SUPPLIED ENTRIES:
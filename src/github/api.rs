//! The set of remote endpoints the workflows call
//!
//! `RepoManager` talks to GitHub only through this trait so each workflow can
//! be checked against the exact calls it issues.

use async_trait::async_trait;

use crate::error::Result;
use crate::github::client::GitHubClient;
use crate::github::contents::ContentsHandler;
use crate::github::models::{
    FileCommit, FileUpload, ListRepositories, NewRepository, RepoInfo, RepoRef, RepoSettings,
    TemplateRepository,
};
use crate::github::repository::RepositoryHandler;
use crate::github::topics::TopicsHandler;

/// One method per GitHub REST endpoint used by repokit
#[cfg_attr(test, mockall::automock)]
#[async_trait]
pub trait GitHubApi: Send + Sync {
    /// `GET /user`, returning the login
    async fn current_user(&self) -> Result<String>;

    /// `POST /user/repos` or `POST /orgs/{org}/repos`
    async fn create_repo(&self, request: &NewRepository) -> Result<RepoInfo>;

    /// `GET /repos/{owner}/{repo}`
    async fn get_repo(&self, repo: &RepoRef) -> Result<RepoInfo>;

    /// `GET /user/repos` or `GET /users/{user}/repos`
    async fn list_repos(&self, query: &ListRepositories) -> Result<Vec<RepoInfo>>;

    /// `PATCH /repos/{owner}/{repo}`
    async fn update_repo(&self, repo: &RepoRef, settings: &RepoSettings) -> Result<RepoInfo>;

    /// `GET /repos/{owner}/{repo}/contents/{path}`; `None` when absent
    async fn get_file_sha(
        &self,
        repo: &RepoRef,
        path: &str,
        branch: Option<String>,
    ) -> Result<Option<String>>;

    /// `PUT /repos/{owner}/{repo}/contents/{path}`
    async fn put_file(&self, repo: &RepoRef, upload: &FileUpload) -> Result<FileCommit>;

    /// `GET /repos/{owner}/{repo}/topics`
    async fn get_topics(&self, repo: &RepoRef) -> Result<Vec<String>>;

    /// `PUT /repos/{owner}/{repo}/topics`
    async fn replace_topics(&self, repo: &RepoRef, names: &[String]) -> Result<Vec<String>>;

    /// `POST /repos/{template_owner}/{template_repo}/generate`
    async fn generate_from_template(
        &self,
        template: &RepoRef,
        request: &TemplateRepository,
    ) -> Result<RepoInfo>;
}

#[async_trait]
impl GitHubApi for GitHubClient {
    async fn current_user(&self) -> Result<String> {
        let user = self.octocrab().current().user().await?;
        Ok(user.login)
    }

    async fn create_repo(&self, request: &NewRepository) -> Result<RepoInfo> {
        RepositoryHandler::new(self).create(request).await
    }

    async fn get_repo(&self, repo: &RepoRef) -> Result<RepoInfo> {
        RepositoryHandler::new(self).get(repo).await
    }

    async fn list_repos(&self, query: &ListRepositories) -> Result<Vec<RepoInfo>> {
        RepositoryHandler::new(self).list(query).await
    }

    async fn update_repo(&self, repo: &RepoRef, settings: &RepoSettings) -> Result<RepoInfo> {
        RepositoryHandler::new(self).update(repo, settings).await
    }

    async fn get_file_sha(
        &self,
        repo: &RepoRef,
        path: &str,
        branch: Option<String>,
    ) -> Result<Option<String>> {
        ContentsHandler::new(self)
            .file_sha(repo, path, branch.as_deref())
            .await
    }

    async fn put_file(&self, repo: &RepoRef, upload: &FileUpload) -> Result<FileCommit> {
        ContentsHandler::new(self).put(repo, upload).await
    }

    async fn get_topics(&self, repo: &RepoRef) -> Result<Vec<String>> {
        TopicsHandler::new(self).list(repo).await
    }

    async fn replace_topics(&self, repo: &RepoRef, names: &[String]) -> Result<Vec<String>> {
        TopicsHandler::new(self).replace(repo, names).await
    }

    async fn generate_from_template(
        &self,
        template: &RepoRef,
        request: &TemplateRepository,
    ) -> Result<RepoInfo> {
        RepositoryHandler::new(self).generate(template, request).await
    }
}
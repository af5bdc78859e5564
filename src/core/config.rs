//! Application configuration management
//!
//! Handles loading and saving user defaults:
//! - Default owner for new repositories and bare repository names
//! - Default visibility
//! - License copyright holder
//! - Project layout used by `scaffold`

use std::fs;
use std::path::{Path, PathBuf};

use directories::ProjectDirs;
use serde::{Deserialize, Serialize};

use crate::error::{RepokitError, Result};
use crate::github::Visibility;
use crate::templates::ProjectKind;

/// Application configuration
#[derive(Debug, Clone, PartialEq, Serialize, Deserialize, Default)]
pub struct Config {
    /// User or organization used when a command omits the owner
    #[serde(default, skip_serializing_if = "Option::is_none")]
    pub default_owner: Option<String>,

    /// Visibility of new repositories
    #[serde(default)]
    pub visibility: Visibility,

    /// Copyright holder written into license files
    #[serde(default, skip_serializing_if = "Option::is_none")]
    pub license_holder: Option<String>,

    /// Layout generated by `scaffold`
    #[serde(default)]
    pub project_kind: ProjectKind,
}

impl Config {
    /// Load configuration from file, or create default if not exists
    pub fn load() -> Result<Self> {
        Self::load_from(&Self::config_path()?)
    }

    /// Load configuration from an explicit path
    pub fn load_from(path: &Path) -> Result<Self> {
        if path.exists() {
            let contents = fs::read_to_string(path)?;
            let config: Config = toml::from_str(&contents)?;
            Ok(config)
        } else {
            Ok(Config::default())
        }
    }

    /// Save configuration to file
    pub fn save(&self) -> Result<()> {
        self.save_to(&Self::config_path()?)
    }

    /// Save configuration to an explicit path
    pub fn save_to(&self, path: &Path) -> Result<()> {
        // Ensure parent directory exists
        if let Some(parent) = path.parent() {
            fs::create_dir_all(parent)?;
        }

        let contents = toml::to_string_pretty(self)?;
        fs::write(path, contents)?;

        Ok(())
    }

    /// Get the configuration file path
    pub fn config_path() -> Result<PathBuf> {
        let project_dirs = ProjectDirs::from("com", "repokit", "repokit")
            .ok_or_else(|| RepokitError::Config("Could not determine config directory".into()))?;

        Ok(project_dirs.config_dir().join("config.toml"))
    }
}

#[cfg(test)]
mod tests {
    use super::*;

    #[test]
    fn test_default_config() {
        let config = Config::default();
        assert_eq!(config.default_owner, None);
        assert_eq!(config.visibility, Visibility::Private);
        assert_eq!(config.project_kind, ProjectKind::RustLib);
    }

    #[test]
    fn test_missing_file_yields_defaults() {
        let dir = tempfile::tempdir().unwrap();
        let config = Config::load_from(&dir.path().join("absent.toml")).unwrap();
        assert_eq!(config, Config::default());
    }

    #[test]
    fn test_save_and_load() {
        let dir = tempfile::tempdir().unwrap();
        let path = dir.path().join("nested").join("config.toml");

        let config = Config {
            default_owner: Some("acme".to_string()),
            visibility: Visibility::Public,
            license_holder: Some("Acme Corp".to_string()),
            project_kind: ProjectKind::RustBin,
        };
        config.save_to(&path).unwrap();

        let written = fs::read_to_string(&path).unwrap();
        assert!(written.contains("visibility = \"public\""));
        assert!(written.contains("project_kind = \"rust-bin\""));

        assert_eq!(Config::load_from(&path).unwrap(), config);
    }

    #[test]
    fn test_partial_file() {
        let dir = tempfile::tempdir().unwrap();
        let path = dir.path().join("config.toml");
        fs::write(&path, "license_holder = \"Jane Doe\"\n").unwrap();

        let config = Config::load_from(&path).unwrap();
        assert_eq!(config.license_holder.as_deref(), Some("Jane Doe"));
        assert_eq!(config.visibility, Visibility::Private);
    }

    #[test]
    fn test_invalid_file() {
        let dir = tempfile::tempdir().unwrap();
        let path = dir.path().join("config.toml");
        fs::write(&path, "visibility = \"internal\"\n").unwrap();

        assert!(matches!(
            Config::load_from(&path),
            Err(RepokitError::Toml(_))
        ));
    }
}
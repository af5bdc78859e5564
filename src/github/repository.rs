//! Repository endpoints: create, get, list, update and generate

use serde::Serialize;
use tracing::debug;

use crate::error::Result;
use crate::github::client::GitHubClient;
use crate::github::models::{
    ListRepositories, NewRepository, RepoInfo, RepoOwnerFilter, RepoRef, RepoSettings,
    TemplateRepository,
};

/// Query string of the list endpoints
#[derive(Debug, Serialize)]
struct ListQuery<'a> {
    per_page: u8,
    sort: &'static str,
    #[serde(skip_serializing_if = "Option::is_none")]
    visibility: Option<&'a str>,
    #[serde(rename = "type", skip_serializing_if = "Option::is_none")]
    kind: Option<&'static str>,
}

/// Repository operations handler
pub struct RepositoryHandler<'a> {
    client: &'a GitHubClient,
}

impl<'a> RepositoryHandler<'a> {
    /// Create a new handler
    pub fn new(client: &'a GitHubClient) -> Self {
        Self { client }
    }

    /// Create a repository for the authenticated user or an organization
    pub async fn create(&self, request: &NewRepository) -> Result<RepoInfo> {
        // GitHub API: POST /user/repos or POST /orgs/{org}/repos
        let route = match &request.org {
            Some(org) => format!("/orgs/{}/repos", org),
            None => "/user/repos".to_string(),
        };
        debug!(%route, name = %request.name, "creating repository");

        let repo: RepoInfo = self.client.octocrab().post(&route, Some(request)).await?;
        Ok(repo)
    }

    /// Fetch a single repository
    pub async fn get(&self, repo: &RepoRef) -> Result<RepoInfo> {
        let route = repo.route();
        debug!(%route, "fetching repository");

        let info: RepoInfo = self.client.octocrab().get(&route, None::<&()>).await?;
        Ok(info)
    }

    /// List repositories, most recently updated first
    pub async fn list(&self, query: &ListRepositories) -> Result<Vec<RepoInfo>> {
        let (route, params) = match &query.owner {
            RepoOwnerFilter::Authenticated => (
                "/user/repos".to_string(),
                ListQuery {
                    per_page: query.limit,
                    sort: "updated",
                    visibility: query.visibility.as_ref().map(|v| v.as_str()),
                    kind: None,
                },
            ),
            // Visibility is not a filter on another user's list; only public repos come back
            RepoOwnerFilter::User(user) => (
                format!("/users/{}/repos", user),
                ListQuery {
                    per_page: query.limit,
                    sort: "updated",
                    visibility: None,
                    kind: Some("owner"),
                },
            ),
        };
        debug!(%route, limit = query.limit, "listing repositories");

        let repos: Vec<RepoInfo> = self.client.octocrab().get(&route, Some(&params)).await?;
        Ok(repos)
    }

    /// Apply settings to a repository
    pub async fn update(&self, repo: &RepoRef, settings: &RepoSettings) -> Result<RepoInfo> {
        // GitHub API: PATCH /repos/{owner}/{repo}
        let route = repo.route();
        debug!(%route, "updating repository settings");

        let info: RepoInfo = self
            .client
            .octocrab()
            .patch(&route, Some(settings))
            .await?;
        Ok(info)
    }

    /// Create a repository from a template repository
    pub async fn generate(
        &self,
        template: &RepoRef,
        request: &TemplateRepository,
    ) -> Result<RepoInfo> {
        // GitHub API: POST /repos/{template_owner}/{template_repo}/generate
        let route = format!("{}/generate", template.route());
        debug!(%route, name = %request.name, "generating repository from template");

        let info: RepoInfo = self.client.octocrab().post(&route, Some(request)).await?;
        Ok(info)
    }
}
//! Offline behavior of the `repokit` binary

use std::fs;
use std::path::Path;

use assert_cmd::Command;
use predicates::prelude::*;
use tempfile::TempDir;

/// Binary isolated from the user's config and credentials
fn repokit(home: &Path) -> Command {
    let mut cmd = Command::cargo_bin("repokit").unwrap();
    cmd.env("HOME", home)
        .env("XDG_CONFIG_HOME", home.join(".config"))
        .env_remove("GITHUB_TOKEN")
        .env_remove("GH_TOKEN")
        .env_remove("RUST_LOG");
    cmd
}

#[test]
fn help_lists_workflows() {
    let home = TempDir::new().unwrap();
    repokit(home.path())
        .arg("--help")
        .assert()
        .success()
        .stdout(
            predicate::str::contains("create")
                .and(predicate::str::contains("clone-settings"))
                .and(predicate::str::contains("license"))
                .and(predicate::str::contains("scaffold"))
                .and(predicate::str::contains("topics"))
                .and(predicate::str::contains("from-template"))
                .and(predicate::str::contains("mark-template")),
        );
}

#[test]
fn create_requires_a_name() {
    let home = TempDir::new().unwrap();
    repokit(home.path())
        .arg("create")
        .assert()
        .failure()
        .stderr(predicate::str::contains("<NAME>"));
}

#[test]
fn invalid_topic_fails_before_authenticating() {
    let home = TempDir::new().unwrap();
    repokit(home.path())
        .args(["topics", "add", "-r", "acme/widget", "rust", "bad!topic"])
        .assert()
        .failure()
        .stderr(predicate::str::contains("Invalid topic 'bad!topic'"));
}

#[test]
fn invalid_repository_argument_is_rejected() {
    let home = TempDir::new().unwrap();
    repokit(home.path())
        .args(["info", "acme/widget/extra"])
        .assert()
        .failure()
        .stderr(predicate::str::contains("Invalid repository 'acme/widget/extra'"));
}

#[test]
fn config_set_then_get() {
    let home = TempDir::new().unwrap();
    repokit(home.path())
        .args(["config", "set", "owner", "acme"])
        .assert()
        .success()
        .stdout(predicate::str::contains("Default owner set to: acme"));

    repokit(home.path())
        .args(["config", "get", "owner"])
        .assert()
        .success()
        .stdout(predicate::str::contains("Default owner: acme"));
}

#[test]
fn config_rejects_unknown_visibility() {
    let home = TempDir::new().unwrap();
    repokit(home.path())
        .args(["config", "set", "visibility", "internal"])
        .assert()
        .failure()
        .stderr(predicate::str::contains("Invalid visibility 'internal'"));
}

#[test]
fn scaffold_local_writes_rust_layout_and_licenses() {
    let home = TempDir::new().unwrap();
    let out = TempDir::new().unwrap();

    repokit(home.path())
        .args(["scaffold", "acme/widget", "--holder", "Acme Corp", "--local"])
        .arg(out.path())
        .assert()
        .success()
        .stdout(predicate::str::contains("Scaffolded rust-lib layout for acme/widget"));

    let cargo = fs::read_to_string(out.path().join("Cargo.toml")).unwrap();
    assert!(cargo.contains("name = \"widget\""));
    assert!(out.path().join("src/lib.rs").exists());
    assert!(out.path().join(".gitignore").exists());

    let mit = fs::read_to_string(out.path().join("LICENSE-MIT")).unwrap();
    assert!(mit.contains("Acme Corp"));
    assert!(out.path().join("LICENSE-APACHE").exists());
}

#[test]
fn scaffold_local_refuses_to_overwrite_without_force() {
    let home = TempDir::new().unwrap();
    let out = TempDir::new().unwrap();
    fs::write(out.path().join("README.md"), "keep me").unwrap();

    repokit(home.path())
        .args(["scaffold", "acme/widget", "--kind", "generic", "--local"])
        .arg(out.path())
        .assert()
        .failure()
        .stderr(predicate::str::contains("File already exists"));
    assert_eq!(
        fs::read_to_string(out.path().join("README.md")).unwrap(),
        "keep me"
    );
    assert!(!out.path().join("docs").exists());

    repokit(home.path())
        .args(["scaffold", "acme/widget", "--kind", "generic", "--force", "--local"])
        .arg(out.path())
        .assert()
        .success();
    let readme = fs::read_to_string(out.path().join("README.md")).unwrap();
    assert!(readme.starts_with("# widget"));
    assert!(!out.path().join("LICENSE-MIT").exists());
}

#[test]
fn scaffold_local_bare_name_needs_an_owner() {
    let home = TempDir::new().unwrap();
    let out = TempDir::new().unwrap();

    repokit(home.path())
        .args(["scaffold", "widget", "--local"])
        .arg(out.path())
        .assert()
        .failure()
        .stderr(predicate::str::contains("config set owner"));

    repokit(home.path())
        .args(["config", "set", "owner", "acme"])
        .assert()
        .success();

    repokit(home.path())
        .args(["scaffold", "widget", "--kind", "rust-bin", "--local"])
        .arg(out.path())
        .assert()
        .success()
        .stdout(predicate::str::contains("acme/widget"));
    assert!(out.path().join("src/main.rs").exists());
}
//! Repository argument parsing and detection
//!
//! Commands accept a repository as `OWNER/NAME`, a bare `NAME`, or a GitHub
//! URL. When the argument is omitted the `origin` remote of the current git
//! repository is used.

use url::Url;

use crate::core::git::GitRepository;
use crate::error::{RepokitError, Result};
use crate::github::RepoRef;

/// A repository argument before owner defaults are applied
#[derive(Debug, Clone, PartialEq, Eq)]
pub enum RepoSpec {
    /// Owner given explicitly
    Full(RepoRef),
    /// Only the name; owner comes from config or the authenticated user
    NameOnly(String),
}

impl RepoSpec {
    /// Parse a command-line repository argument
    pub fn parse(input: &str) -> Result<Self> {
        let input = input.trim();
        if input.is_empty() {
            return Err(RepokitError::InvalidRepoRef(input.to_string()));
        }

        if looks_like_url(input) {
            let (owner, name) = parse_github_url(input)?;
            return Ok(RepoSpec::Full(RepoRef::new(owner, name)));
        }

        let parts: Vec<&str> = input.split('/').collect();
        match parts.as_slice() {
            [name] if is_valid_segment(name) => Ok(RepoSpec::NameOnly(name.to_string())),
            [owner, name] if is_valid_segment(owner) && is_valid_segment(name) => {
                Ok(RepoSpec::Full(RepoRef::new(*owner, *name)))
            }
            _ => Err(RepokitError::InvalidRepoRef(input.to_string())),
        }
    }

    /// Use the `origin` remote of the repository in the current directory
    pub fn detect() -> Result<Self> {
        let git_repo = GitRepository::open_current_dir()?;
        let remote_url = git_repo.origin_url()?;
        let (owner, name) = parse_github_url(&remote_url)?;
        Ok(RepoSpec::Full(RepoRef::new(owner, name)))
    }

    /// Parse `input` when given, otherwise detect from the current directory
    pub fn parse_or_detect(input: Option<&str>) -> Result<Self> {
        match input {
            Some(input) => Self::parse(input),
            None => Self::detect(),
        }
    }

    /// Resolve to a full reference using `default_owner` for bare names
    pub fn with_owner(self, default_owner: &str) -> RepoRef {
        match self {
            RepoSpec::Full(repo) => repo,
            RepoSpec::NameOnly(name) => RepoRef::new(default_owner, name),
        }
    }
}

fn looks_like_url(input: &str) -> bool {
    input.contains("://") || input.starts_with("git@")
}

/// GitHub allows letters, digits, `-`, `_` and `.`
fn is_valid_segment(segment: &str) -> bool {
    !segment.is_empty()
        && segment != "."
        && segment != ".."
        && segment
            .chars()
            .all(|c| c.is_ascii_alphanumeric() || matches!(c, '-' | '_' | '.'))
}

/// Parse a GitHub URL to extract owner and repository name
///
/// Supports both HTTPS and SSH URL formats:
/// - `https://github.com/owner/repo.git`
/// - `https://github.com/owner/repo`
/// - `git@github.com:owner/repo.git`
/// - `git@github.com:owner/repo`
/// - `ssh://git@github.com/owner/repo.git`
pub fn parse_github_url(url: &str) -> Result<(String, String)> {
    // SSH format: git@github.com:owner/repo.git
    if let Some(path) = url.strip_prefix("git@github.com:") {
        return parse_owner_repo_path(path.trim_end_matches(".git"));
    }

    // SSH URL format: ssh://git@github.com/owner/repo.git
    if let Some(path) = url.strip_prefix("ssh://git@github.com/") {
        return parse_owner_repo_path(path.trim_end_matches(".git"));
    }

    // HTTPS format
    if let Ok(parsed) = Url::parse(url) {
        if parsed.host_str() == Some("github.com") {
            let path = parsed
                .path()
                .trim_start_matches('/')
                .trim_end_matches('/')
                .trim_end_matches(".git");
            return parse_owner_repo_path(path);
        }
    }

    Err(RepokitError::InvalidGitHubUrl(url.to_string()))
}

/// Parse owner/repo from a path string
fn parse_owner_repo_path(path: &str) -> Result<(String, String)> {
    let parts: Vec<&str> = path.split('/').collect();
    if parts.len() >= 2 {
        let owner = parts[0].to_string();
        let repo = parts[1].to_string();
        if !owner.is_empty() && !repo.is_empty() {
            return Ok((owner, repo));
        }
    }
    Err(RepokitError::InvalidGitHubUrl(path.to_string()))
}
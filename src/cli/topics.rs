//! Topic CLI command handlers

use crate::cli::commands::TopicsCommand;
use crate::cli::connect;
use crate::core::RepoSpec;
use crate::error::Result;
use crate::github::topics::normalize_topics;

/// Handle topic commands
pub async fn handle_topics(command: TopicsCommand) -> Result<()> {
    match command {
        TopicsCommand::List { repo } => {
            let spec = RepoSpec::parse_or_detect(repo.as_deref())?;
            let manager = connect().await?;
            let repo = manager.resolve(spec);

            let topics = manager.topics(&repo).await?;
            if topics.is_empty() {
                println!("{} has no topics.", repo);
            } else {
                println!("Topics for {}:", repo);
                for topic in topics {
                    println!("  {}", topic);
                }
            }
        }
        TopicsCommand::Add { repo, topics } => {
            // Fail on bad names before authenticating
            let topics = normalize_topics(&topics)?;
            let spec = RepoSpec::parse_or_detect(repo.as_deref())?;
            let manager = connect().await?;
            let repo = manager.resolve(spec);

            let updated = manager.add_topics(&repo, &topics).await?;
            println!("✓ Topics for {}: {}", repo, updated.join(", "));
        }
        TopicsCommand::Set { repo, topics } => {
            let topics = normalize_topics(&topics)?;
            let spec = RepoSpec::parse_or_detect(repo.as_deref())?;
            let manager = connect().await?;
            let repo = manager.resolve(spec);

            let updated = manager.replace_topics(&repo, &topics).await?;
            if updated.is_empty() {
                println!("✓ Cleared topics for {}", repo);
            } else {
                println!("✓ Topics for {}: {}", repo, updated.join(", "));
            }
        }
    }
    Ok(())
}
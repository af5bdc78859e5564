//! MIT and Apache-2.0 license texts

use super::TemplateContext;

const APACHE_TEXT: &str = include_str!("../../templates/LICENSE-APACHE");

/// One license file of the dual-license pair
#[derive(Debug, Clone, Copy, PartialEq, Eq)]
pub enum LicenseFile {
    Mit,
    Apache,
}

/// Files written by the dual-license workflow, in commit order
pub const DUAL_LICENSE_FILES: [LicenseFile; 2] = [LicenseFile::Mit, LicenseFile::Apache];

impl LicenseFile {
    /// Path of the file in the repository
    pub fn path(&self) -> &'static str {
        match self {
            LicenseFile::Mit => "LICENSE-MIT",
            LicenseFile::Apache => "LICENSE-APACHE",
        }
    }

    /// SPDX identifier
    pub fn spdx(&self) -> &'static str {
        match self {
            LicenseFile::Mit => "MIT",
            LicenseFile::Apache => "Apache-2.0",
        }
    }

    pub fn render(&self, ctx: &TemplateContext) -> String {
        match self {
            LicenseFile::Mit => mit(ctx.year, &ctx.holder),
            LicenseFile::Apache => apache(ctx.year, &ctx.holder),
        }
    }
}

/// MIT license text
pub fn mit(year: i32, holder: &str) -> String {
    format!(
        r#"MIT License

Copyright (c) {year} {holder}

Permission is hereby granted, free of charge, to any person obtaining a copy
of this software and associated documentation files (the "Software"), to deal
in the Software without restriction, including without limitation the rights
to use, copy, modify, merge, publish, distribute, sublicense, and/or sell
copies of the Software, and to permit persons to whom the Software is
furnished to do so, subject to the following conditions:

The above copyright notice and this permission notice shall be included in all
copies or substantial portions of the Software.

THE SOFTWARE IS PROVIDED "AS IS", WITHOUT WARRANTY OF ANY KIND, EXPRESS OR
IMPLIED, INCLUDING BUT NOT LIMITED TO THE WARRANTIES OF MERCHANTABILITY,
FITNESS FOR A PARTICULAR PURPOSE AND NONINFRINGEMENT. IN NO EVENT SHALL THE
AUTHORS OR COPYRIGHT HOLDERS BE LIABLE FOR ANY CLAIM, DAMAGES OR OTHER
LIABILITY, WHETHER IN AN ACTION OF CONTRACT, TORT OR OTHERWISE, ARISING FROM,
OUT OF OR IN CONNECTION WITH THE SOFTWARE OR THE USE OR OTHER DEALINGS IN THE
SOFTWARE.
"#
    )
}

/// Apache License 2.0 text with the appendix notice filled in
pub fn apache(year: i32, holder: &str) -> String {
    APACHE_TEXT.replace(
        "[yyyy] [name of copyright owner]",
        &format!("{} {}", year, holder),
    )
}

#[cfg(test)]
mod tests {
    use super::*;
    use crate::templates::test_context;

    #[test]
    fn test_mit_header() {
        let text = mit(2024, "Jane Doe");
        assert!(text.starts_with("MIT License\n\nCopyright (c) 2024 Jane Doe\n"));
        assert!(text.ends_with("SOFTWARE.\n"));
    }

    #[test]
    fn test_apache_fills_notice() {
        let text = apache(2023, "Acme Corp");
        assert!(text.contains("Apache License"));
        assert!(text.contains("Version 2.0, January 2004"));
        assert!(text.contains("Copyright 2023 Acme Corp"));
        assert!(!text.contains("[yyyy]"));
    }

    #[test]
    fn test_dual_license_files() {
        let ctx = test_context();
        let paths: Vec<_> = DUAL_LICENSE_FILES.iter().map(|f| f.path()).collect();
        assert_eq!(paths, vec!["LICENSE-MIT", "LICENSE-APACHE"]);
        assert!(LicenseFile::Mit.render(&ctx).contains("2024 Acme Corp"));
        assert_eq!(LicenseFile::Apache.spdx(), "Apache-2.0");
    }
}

PROBLEM:
Begin with the first line of the data above and, please, print each line exactly until you have printed the line containing "request: &NewRepository) -> Result<RepoInfo>;"; print nothing else.

YOUR RESPONSE:
filename src/github/api.rs
//! The set of remote endpoints the workflows call
//!
//! `RepoManager` talks to GitHub only through this trait so each workflow can
//! be checked against the exact calls it issues.

use async_trait::async_trait;

use crate::error::Result;
use crate::github::client::GitHubClient;
use crate::github::contents::ContentsHandler;
use crate::github::models::{
    FileCommit, FileUpload, ListRepositories, NewRepository, RepoInfo, RepoRef, RepoSettings,
    TemplateRepository,
};
use crate::github::repository::RepositoryHandler;
use crate::github::topics::TopicsHandler;

/// One method per GitHub REST endpoint used by repokit
#[cfg_attr(test, mockall::automock)]
#[async_trait]
pub trait GitHubApi: Send + Sync {
    /// `GET /user`, returning the login
    async fn current_user(&self) -> Result<String>;

    /// `POST /user/repos` or `POST /orgs/{org}/repos`
    async fn create_repo(&self, request: &NewRepository) -> Result<RepoInfo>;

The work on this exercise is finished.